A new Pew Research study, conducted jointly with Elon University’s Imagining the Internet Center, found that technology experts are of many minds when predicting the future of trust in digital online interactions.
The survey of 1,500+ found that 48% of respondents believe trust in online interactions -- from shopping to "pursuit of knowledge" -- will be strengthened in the next 10 years, with 28% saying it will stay the same and 24% predicting diminished trust.
Pew also collected various comments from respondents, which together
paint a kaleidoscope of opinions on the future of trust.
One of the strongest themes throughout was that trust in the online world is different from trust between individuals.

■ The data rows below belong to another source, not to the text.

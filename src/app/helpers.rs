//! Contains helper functions to reduce boilerplate code in other `app` modules.

use std::sync::{Arc, Mutex};

use super::events::UserEvent;
use super::proxy::EventProxy;
use super::state::AppState;
use super::view_model::generate_ui_state;
use crate::core::ConvertError;

/// Locks the `AppState`, performs a mutation, and then sends a `StateUpdate`
/// event to the UI.
pub fn with_state_and_notify<F, P: EventProxy>(
    state: &Arc<Mutex<AppState>>,
    proxy: &P,
    update_fn: F,
) where
    F: FnOnce(&mut AppState),
{
    let mut state_guard = state
        .lock()
        .expect("Mutex was poisoned. This should not happen.");

    update_fn(&mut state_guard);

    notify_state(&state_guard, proxy);
}

/// Sends the current state to the UI without mutating it.
pub fn notify_state<P: EventProxy>(state: &AppState, proxy: &P) {
    let ui_state = generate_ui_state(state);
    proxy.send_event(UserEvent::StateUpdate(Box::new(ui_state)));
}

/// Reports `error` according to its kind.
///
/// Validation errors only replace the status line. Every other error opens an
/// error dialog. Startup errors additionally disable conversion for the rest
/// of the session. The caller sends the state update.
pub fn report_error<P: EventProxy>(state: &mut AppState, proxy: &P, error: &ConvertError) {
    if error.is_startup_fatal() {
        state.output_location = None;
        state.startup_error = Some(error.to_string());
        state.status_message = error.to_string();
    }

    if error.is_validation() {
        tracing::info!("Request rejected: {}", error);
        state.status_message = error.to_string();
    } else {
        proxy.send_event(UserEvent::ShowError {
            title: error.title().to_string(),
            message: error.to_string(),
        });
    }
}
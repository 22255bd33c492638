//! The batch conversion orchestrator and its UI-facing plumbing.

pub mod commands;
pub mod events;
pub mod file_dialog;
pub mod helpers;
pub mod progress;
pub mod proxy;
pub mod state;
pub mod tasks;
pub mod view_model;

use std::sync::{Arc, Mutex};

use crate::core::Converter;
use events::{UiCommand, UserEvent};
use file_dialog::DialogService;
use progress::ProgressDisplay;
use proxy::EventProxy;
use state::AppState;

/// Dispatches a command from the UI to its handler.
pub fn handle_command<P, D, C>(
    command: UiCommand,
    dialog: &D,
    converter: Arc<C>,
    proxy: P,
    state: Arc<Mutex<AppState>>,
) where
    P: EventProxy,
    D: DialogService + ?Sized,
    C: Converter,
{
    tracing::debug!("Handling command: {:?}", command);
    match command {
        UiCommand::Initialize => commands::initialize(proxy, state),
        UiCommand::SelectFiles => commands::select_files(dialog, proxy, state),
        UiCommand::ChooseFormat(label) => commands::choose_format(label, proxy, state),
        UiCommand::StartConversion => commands::start_conversion(converter, proxy, state),
    }
}

/// Renders one event: state updates drive the terminal progress bar, modal
/// messages go to native dialogs and end the bar of the finished batch.
pub fn handle_user_event<D: DialogService + ?Sized>(
    event: UserEvent,
    dialog: &D,
    progress: &mut ProgressDisplay,
) {
    match event {
        UserEvent::StateUpdate(ui_state) => {
            tracing::info!("{}", ui_state.status_message);
            progress.update(&ui_state);
        }
        UserEvent::ShowError { title, message } => {
            progress.finish();
            tracing::error!("{}: {}", title, message);
            dialog.show_error(&title, &message);
        }
        UserEvent::ShowSuccess { title, message } => {
            progress.finish();
            tracing::info!("{}: {}", title, message);
            dialog.show_info(&title, &message);
        }
    }
}
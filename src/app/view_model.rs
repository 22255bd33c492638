//! Responsible for transforming the `AppState` into a `UiState` view model.

use crate::core::TargetFormat;
use serde::Serialize;
use std::path::PathBuf;

use super::state::{AppState, BatchPhase};

/// A serializable representation of the application state for the UI.
#[derive(Serialize, Clone, Debug)]
pub struct UiState {
    pub phase: BatchPhase,
    pub status_message: String,
    pub progress_value: usize,
    /// Equals the number of selected files.
    pub progress_max: usize,
    pub progress_visible: bool,
    pub selected_files: Vec<String>,
    pub chosen_format: Option<String>,
    pub available_formats: Vec<String>,
    pub output_directory: Option<PathBuf>,
    pub converted_files: Vec<String>,
    pub can_select: bool,
    pub can_choose_format: bool,
    pub can_convert: bool,
}

/// Creates the complete `UiState` from the current `AppState`.
pub fn generate_ui_state(state: &AppState) -> UiState {
    UiState {
        phase: state.phase,
        status_message: state.status_message.clone(),
        progress_value: state.progress.processed,
        progress_max: state.progress.total,
        progress_visible: state.phase != BatchPhase::Idle,
        selected_files: state
            .selection
            .items()
            .iter()
            .map(|item| item.display_name.clone())
            .collect(),
        chosen_format: state.chosen_format.clone(),
        available_formats: TargetFormat::ALL
            .iter()
            .map(|f| f.label().to_string())
            .collect(),
        output_directory: state.output_location.as_ref().map(|o| o.path().to_path_buf()),
        converted_files: state.converted_files.clone(),
        can_select: state.controls_enabled(),
        can_choose_format: state.controls_enabled(),
        can_convert: state.can_convert(),
    }
}
//! Holds the documents currently selected for conversion.

use super::error::ConvertError;
use super::SourceItem;
use std::path::{Path, PathBuf};

pub struct SelectionManager {
    allowed_extensions: Vec<String>,
    items: Vec<SourceItem>,
}

impl SelectionManager {
    pub fn new<S: AsRef<str>>(allowed_extensions: &[S]) -> Self {
        Self {
            allowed_extensions: allowed_extensions
                .iter()
                .map(|e| e.as_ref().trim_start_matches('.').to_lowercase())
                .collect(),
            items: Vec::new(),
        }
    }

    /// Replaces the current selection with `paths`, preserving their order.
    ///
    /// Paths outside the extension allow-list are skipped. If any remaining path
    /// is not a regular file the selection is left empty and the error is returned.
    pub fn replace(&mut self, paths: Vec<PathBuf>) -> Result<usize, ConvertError> {
        self.items.clear();

        let mut items = Vec::with_capacity(paths.len());
        for path in paths {
            if !self.is_allowed(&path) {
                tracing::warn!("Skipping {:?}: extension not in allow-list", path);
                continue;
            }
            items.push(SourceItem::from_path(&path)?);
        }

        self.items = items;
        tracing::info!("Selection replaced: {} files", self.items.len());
        Ok(self.items.len())
    }

    pub fn is_allowed(&self, path: &Path) -> bool {
        path.extension()
            .map(|ext| ext.to_string_lossy().to_lowercase())
            .is_some_and(|ext| self.allowed_extensions.contains(&ext))
    }

    pub fn items(&self) -> &[SourceItem] {
        &self.items
    }

    pub fn count(&self) -> usize {
        self.items.len()
    }

    pub fn is_empty(&self) -> bool {
        self.items.is_empty()
    }
}
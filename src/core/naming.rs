//! Derives destination file names from source names.

use super::format::TargetFormat;
use std::path::Path;

/// Returns the candidate destination name: `<base_name>.<extension>`.
pub fn resolve_destination_name(base_name: &str, format: TargetFormat) -> String {
    format!("{}.{}", base_name, format.extension())
}

/// Builds the collision variant `"<stem> (n).<ext>"` of a candidate name.
///
/// `n` starts at 2; the bare candidate counts as the first.
pub fn numbered_variant(candidate: &str, n: usize) -> String {
    let path = Path::new(candidate);
    let stem = path
        .file_stem()
        .map(|s| s.to_string_lossy().to_string())
        .unwrap_or_default();
    match path.extension() {
        Some(ext) => format!("{} ({}).{}", stem, n, ext.to_string_lossy()),
        None => format!("{} ({})", stem, n),
    }
}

Consumers appear to place convenience above trust when online.
“I suspect that what in fact will be happening is that people will increasingly stop thinking about the trust issue, sensing they have no other option but the internet for conducting the business of daily life,” stated Naomi Baron, a linguistics professor at American University. “Much as internet users today commonly believe they have no choice when it comes to giving up privacy, I predict users will feel the same way about trust.”
Some respondents pointed to the fluidity of trust as technology continues to encroach on all parts of our daily lives.“Trust is not binary,” said Bob Frankston, a software innovator. “We need to have new forms of trust, and Plan Bs for when trust fails. This is where algorithms can help -- as with credit card companies seeing patterns -- but it cuts both ways.”
Coming from a similar starting point, but ending with a different conclusion, the founder of Corndancer.com, Ebenezer Baldwin Bowles, assures us that: “Trust will be strengthened, but it will be blind trust enforced by the ceaseless demands of The System, hellbent to drive everyone online.”
From Bowles’ perspective, stronger trust may not be an entirely positive development, “Resistance to the interests of the corporate state will be futile if one wants to participate in the commonplace activities of household management and personal finances, or seek diagnosis and treatment from medical practitioners, or pass a bricks-and-mortar course in high school or university.”
Meanwhile, an anonymous respondent noted that “when compliance can be mechanically enforced at scale, trust is unnecessary.”